▶ [What to do] Filtering the records below, copy only those lines that include the word "visible".

Stored data:
//! Ratatui-based terminal dashboard.
//!
//! Layout: a header with the active filters and summary metrics, a filter
//! sidebar, three chart panels and a collapsible raw-data table.

use std::io;
use std::time::Duration;

use crossterm::{
    event::{self, Event, KeyEventKind},
    execute,
    terminal::{EnterAlternateScreen, LeaveAlternateScreen, disable_raw_mode, enable_raw_mode},
};
use ratatui::{
    Terminal,
    backend::CrosstermBackend,
    layout::{Alignment, Constraint, Direction, Layout, Rect},
    style::{Color, Modifier, Style},
    text::{Line, Span, Text},
    widgets::{Bar, BarChart, BarGroup, Block, Borders, Clear, List, ListItem, ListState, Paragraph, Row},
};

use crate::dashboard::{DashboardData, Panel, WideSeries};
use crate::error::AppError;

mod plotters_chart;
mod state;

pub use state::{DashboardState, Focus};

use plotters_chart::{PlotSeries, SeriesChart, date_bounds, plot_series, x_date};

/// Start the dashboard over already-loaded data.
pub fn run(data: &DashboardData) -> Result<(), AppError> {
    let _guard = TerminalGuard::new()?;

    let backend = CrosstermBackend::new(io::stdout());
    let mut terminal =
        Terminal::new(backend).map_err(|e| AppError::new(4, format!("Failed to initialize terminal: {e}")))?;

    let mut state = DashboardState::new(data);
    event_loop(&mut state, &mut terminal)
}

/// Ensures the terminal is restored (raw mode, alternate screen) on exit.
struct TerminalGuard;

impl TerminalGuard {
    fn new() -> Result<Self, AppError> {
        enable_raw_mode().map_err(|e| AppError::new(4, format!("Failed to enable raw mode: {e}")))?;
        if let Err(e) = execute!(io::stdout(), EnterAlternateScreen) {
            let _ = disable_raw_mode();
            return Err(AppError::new(4, format!("Failed to enter alternate screen: {e}")));
        }
        Ok(Self)
    }
}

impl Drop for TerminalGuard {
    fn drop(&mut self) {
        let _ = disable_raw_mode();
        let _ = execute!(io::stdout(), LeaveAlternateScreen);
    }
}

fn event_loop<B: ratatui::backend::Backend>(
    state: &mut DashboardState<'_>,
    terminal: &mut Terminal<B>,
) -> Result<(), AppError> {
    let mut needs_redraw = true;
    loop {
        if needs_redraw {
            terminal
                .draw(|f| draw(f, state))
                .map_err(|e| AppError::new(4, format!("Terminal draw error: {e}")))?;
            needs_redraw = false;
        }

        if !event::poll(Duration::from_millis(100)).map_err(|e| AppError::new(4, format!("Event poll error: {e}")))? {
            continue;
        }

        match event::read().map_err(|e| AppError::new(4, format!("Event read error: {e}")))? {
            Event::Key(key) => {
                if key.kind != KeyEventKind::Press {
                    continue;
                }
                if state.handle_key(key.code) {
                    break;
                }
                needs_redraw = true;
            }
            Event::Resize(_, _) => needs_redraw = true,
            _ => {}
        }
    }
    Ok(())
}

fn draw(frame: &mut ratatui::Frame<'_>, state: &DashboardState<'_>) {
    let chunks = Layout::default()
        .direction(Direction::Vertical)
        .constraints([Constraint::Length(5), Constraint::Min(0), Constraint::Length(3)])
        .split(frame.area());

    draw_header(frame, chunks[0], state);
    draw_body(frame, chunks[1], state);
    draw_footer(frame, chunks[2], state);
}

fn draw_header(frame: &mut ratatui::Frame<'_>, area: Rect, state: &DashboardState<'_>) {
    let view = state.view();
    let tickers = if state.selection_cleared() {
        "all".to_string()
    } else {
        view.filter.tickers().collect::<Vec<_>>().join(", ")
    };
    let total_volume = view
        .summary
        .total_volume
        .map_or_else(|| "n/a".to_string(), |v| v.to_string());

    let lines = vec![
        Line::from(vec![
            Span::styled("stockdash", Style::default().fg(Color::Cyan)),
            Span::raw(" | Stock Market Dashboard"),
        ]),
        Line::from(Span::styled(
            format!("Showing data from {} to {} for tickers: {tickers}", state.start(), state.end()),
            Style::default().fg(Color::Gray),
        )),
        Line::from(Span::styled(
            format!(
                "rows: {} | unique tickers: {} | total volume: {total_volume}",
                view.summary.rows, view.summary.unique_tickers
            ),
            Style::default().fg(Color::Gray),
        )),
    ];

    let p = Paragraph::new(Text::from(lines)).block(Block::default().borders(Borders::ALL));
    frame.render_widget(p, area);
}

fn draw_body(frame: &mut ratatui::Frame<'_>, area: Rect, state: &DashboardState<'_>) {
    let cols = Layout::default()
        .direction(Direction::Horizontal)
        .constraints([Constraint::Length(26), Constraint::Min(0)])
        .split(area);

    draw_filters(frame, cols[0], state);

    let raw_height = if state.raw_expanded {
        Constraint::Percentage(40)
    } else {
        Constraint::Length(3)
    };
    let rows = Layout::default()
        .direction(Direction::Vertical)
        .constraints([Constraint::Min(0), raw_height])
        .split(cols[1]);

    let charts = Layout::default()
        .direction(Direction::Vertical)
        .constraints([Constraint::Ratio(1, 3), Constraint::Ratio(1, 3), Constraint::Ratio(1, 3)])
        .split(rows[0]);

    let view = state.view();
    draw_line_panel(frame, charts[0], "Daily Average Close Price by Ticker", &view.avg_close, state, None, |v| {
        format!("{v:.2}")
    });
    draw_volume_panel(frame, charts[1], &view.avg_volume);
    draw_line_panel(frame, charts[2], "Daily Return by Ticker", &view.daily_return, state, Some(0.0), |v| {
        format!("{:.1}%", v * 100.0)
    });
    draw_raw_table(frame, rows[1], state);
}

fn focus_style(state: &DashboardState<'_>, focus: Focus) -> Style {
    if state.focus == focus {
        Style::default().fg(Color::Yellow).add_modifier(Modifier::BOLD)
    } else {
        Style::default()
    }
}

fn draw_filters(frame: &mut ratatui::Frame<'_>, area: Rect, state: &DashboardState<'_>) {
    let parts = Layout::default()
        .direction(Direction::Vertical)
        .constraints([Constraint::Length(4), Constraint::Min(0)])
        .split(area);

    let date_line = |label: &str, focus: Focus, value: chrono::NaiveDate| {
        let text = match &state.date_input {
            Some(input) if state.focus == focus => format!("{label}: {input}_"),
            _ => format!("{label}: {value}"),
        };
        Line::from(Span::styled(text, focus_style(state, focus)))
    };
    let dates = Paragraph::new(Text::from(vec![
        date_line("Start", Focus::Start, state.start()),
        date_line("End  ", Focus::End, state.end()),
    ]))
    .block(Block::default().title("Date range").borders(Borders::ALL));
    frame.render_widget(dates, parts[0]);

    let items: Vec<ListItem> = state
        .data()
        .tickers()
        .iter()
        .map(|t| {
            let mark = if state.is_selected(t) { "[x]" } else { "[ ]" };
            ListItem::new(format!("{mark} {t}"))
        })
        .collect();

    let title = if state.selection_cleared() { "Tickers (all)" } else { "Tickers" };
    let list = List::new(items)
        .block(
            Block::default()
                .title(Span::styled(title, focus_style(state, Focus::Tickers)))
                .borders(Borders::ALL),
        )
        .highlight_style(Style::default().fg(Color::Black).bg(Color::White))
        .highlight_symbol("» ");

    let mut list_state = ListState::default();
    if state.focus == Focus::Tickers {
        list_state.select(Some(state.cursor));
    }
    frame.render_stateful_widget(list, parts[1], &mut list_state);
}

/// Block title with the panel name followed by a colored legend.
fn legend_title<'a>(title: &'a str, series: &[PlotSeries]) -> Line<'a> {
    let mut spans = vec![Span::raw(title)];
    for s in series {
        let (r, g, b) = s.color;
        spans.push(Span::raw(" "));
        spans.push(Span::styled(format!("■ {}", s.ticker), Style::default().fg(Color::Rgb(r, g, b))));
    }
    Line::from(spans)
}

fn draw_empty(frame: &mut ratatui::Frame<'_>, area: Rect, msg: &str) {
    let p = Paragraph::new(msg.to_string())
        .style(Style::default().fg(Color::Yellow))
        .alignment(Alignment::Center);
    frame.render_widget(p, area);
}

fn draw_line_panel(
    frame: &mut ratatui::Frame<'_>,
    area: Rect,
    title: &str,
    panel: &Panel<WideSeries>,
    state: &DashboardState<'_>,
    baseline: Option<f64>,
    fmt_y: fn(f64) -> String,
) {
    let (series, y_bounds) = match panel {
        Panel::Ready(wide) => plot_series(wide),
        Panel::Empty(_) => (Vec::new(), [0.0, 1.0]),
    };
    let block = Block::default().title(legend_title(title, &series)).borders(Borders::ALL);
    let inner = block.inner(area);
    frame.render_widget(block, area);
    frame.render_widget(Clear, inner);

    if let Panel::Empty(msg) = panel {
        return draw_empty(frame, inner, msg);
    }

    let x_bounds = date_bounds(state.start(), state.end());
    let (chart_rect, insets) = chart_layout(inner);

    frame.render_widget(
        SeriesChart {
            series: &series,
            x_bounds,
            y_bounds,
            baseline,
        },
        chart_rect,
    );
    if let Some(insets) = insets {
        draw_axis_ticks(frame, inner, chart_rect, insets, x_bounds, y_bounds, fmt_y);
    }
}

fn draw_volume_panel(frame: &mut ratatui::Frame<'_>, area: Rect, panel: &Panel<Vec<(String, Option<f64>)>>) {
    let block = Block::default().title("Average Volume by Ticker").borders(Borders::ALL);
    let rows = match panel {
        Panel::Ready(rows) => rows,
        Panel::Empty(msg) => {
            let inner = block.inner(area);
            frame.render_widget(block, area);
            return draw_empty(frame, inner, msg);
        }
    };

    let bars: Vec<Bar> = rows
        .iter()
        .map(|(ticker, v)| {
            Bar::default()
                .value(v.map_or(0, |v| v.max(0.0).round() as u64))
                .text_value(v.map_or_else(|| "n/a".to_string(), compact_number))
                .label(Line::from(ticker.clone()))
        })
        .collect();

    let n = bars.len().max(1) as u16;
    let inner_width = area.width.saturating_sub(2);
    let bar_width = (inner_width / n).saturating_sub(1).clamp(3, 12);

    let chart = BarChart::default()
        .block(block)
        .bar_width(bar_width)
        .bar_gap(1)
        .bar_style(Style::default().fg(Color::Cyan))
        .value_style(Style::default().fg(Color::Black).bg(Color::Cyan))
        .data(BarGroup::default().bars(&bars));
    frame.render_widget(chart, area);
}

/// Short bar labels: 1234567 -> "1.2M".
fn compact_number(v: f64) -> String {
    let a = v.abs();
    if a >= 1e9 {
        format!("{:.1}B", v / 1e9)
    } else if a >= 1e6 {
        format!("{:.1}M", v / 1e6)
    } else if a >= 1e3 {
        format!("{:.1}K", v / 1e3)
    } else {
        format!("{v:.0}")
    }
}

fn draw_raw_table(frame: &mut ratatui::Frame<'_>, area: Rect, state: &DashboardState<'_>) {
    let rows = &state.view().rows;
    let title = Span::styled(
        format!("Raw data ({} rows)", rows.n_rows()),
        focus_style(state, Focus::Rows),
    );
    let block = Block::default().title(title).borders(Borders::ALL);

    if !state.raw_expanded {
        let hint = Paragraph::new("collapsed, press v to expand").style(Style::default().fg(Color::Gray));
        frame.render_widget(hint.block(block), area);
        return;
    }

    let header = Row::new(rows.column_names().into_iter().map(str::to_string).collect::<Vec<_>>())
        .style(Style::default().add_modifier(Modifier::BOLD));
    let visible = area.height.saturating_sub(3) as usize;
    let body: Vec<Row> = (state.raw_scroll..rows.n_rows())
        .take(visible)
        .map(|r| Row::new(rows.row(r).iter().map(|c| c.to_string()).collect::<Vec<_>>()))
        .collect();
    let widths = vec![Constraint::Fill(1); rows.n_cols().max(1)];

    let table = ratatui::widgets::Table::new(body, widths).header(header).block(block);
    frame.render_widget(table, area);
}

fn draw_footer(frame: &mut ratatui::Frame<'_>, area: Rect, state: &DashboardState<'_>) {
    let help = "Tab focus  ←/→ date  Enter type date  ↑/↓ move  Space toggle  c clear  r reset  v raw  PgUp/PgDn scroll  q quit";
    let line = Line::from(vec![
        Span::styled(help, Style::default().fg(Color::Gray)),
        Span::raw(" | "),
        Span::styled(&state.status, Style::default().fg(Color::Yellow)),
    ]);
    let p = Paragraph::new(line).block(Block::default().borders(Borders::ALL));
    frame.render_widget(p, area);
}

#[derive(Debug, Clone, Copy)]
struct AxisInsets {
    left: u16,
    right: u16,
    top: u16,
    bottom: u16,
}

fn chart_layout(inner: Rect) -> (Rect, Option<AxisInsets>) {
    let insets = AxisInsets {
        left: 9,
        right: 2,
        top: 0,
        bottom: 1,
    };

    if inner.width <= insets.left + insets.right + 10 || inner.height <= insets.top + insets.bottom + 3 {
        return (inner, None);
    }

    let rect = Rect {
        x: inner.x + insets.left,
        y: inner.y + insets.top,
        width: inner.width - insets.left - insets.right,
        height: inner.height - insets.top - insets.bottom,
    };

    (rect, Some(insets))
}

fn draw_axis_ticks(
    frame: &mut ratatui::Frame<'_>,
    inner: Rect,
    chart: Rect,
    insets: AxisInsets,
    x_bounds: [f64; 2],
    y_bounds: [f64; 2],
    fmt_y: fn(f64) -> String,
) {
    let style = Style::default().fg(Color::Gray);

    // Dates along the bottom; fewer ticks when the range is only a few days.
    let span_days = (x_bounds[1] - x_bounds[0]).round().max(1.0) as usize;
    let x_ticks = span_days.clamp(2, 5);
    let y = chart.y + chart.height;
    if y < inner.y + inner.height {
        for i in 0..x_ticks {
            let u = i as f64 / (x_ticks as f64 - 1.0);
            let Some(date) = x_date(x_bounds[0] + u * (x_bounds[1] - x_bounds[0])) else {
                continue;
            };
            let label = date.format("%m-%d").to_string();
            let x = chart.x + ((chart.width - 1) as f64 * u).round() as u16;
            let start = x.saturating_sub((label.len() / 2) as u16).max(chart.x);
            let width = (label.len() as u16).min((inner.x + inner.width).saturating_sub(start));
            frame.render_widget(Paragraph::new(label).style(style), Rect { x: start, y, width, height: 1 });
        }
    }

    let y_ticks = if chart.height >= 6 { 3 } else { 2 };
    for i in 0..y_ticks {
        let u = i as f64 / (y_ticks as f64 - 1.0);
        let value = y_bounds[0] + u * (y_bounds[1] - y_bounds[0]);
        let row = chart.y + (chart.height - 1) - ((chart.height - 1) as f64 * u).round() as u16;
        let label = fmt_y(value);
        let width = insets.left.saturating_sub(1);
        frame.render_widget(
            Paragraph::new(label).style(style).alignment(Alignment::Right),
            Rect {
                x: inner.x,
                y: row,
                width,
                height: 1,
            },
        );
    }
}
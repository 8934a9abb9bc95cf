//! Reporting: formatted operator output for every stage and the text dashboard.

pub mod format;

pub use format::*;
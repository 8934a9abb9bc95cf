//! Command-line parsing for the stock market pipeline and dashboard.
//!
//! Parsing and dispatch stay here; the stages themselves live in `app::pipeline`.

use std::path::PathBuf;

use chrono::NaiveDate;
use clap::{Args, Parser, Subcommand};

use crate::domain::{DEFAULT_DATA_DIR, DEFAULT_SOURCE_URL};

/// Top-level CLI.
#[derive(Debug, Parser)]
#[command(name = "stockdash", version, about = "Stock market CSV pipeline and terminal dashboard")]
pub struct Cli {
    /// Root directory holding raw, processed and aggregate artifacts.
    #[arg(long, global = true, env = "STOCKDASH_DATA_DIR", default_value = DEFAULT_DATA_DIR)]
    pub data_dir: PathBuf,

    #[command(subcommand)]
    pub command: Command,
}

/// CLI subcommands.
#[derive(Debug, Subcommand)]
pub enum Command {
    /// Fetch the remote CSV and save the raw snapshot.
    Ingest(SourceArgs),
    /// Normalize the raw snapshot into the cleaned table.
    Clean,
    /// Compute the three aggregates from the cleaned table.
    Aggregate,
    /// Run ingest, clean and aggregate in order.
    Pipeline(SourceArgs),
    /// Launch the interactive dashboard (the default).
    Dashboard,
    /// Print the dashboard for one filter as plain text.
    Summary(SummaryArgs),
}

#[derive(Debug, Clone, Args)]
pub struct SourceArgs {
    /// CSV resource to fetch.
    #[arg(long, env = "STOCKDASH_SOURCE_URL", default_value = DEFAULT_SOURCE_URL)]
    pub url: String,
}

#[derive(Debug, Clone, Args)]
pub struct SummaryArgs {
    /// First trade date to include (YYYY-MM-DD); defaults to the earliest.
    #[arg(long, value_name = "DATE")]
    pub start: Option<NaiveDate>,

    /// Last trade date to include (YYYY-MM-DD); defaults to the latest.
    #[arg(long, value_name = "DATE")]
    pub end: Option<NaiveDate>,

    /// Ticker to include; repeat for several. Omit for the default selection.
    #[arg(long = "ticker", value_name = "TICKER")]
    pub tickers: Vec<String>,

    /// Select every ticker instead of the default few.
    #[arg(long, conflicts_with = "tickers")]
    pub all_tickers: bool,
}

#[cfg(test)]
mod tests {
    use super::*;

    #[test]
    fn summary_flags_parse_dates_and_repeated_tickers() {
        let cli = Cli::try_parse_from([
            "stockdash",
            "--data-dir",
            "/tmp/x",
            "summary",
            "--start",
            "2024-01-01",
            "--ticker",
            "AAA",
            "--ticker",
            "BBB",
        ])
        .unwrap();

        assert_eq!(cli.data_dir, PathBuf::from("/tmp/x"));
        let Command::Summary(args) = cli.command else { panic!("expected summary") };
        assert_eq!(args.start, NaiveDate::from_ymd_opt(2024, 1, 1));
        assert_eq!(args.end, None);
        assert_eq!(args.tickers, vec!["AAA".to_string(), "BBB".to_string()]);
    }

    #[test]
    fn bad_date_is_rejected_by_the_parser() {
        assert!(Cli::try_parse_from(["stockdash", "summary", "--start", "01/02/2024x"]).is_err());
    }

    #[test]
    fn data_dir_is_accepted_after_the_subcommand() {
        let cli = Cli::try_parse_from(["stockdash", "clean", "--data-dir", "elsewhere"]).unwrap();
        assert_eq!(cli.data_dir, PathBuf::from("elsewhere"));
        assert!(matches!(cli.command, Command::Clean));
    }
}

▶ [Answer to the problem]
    let visible = area.height.saturating_sub(3) as usize;
        .take(visible)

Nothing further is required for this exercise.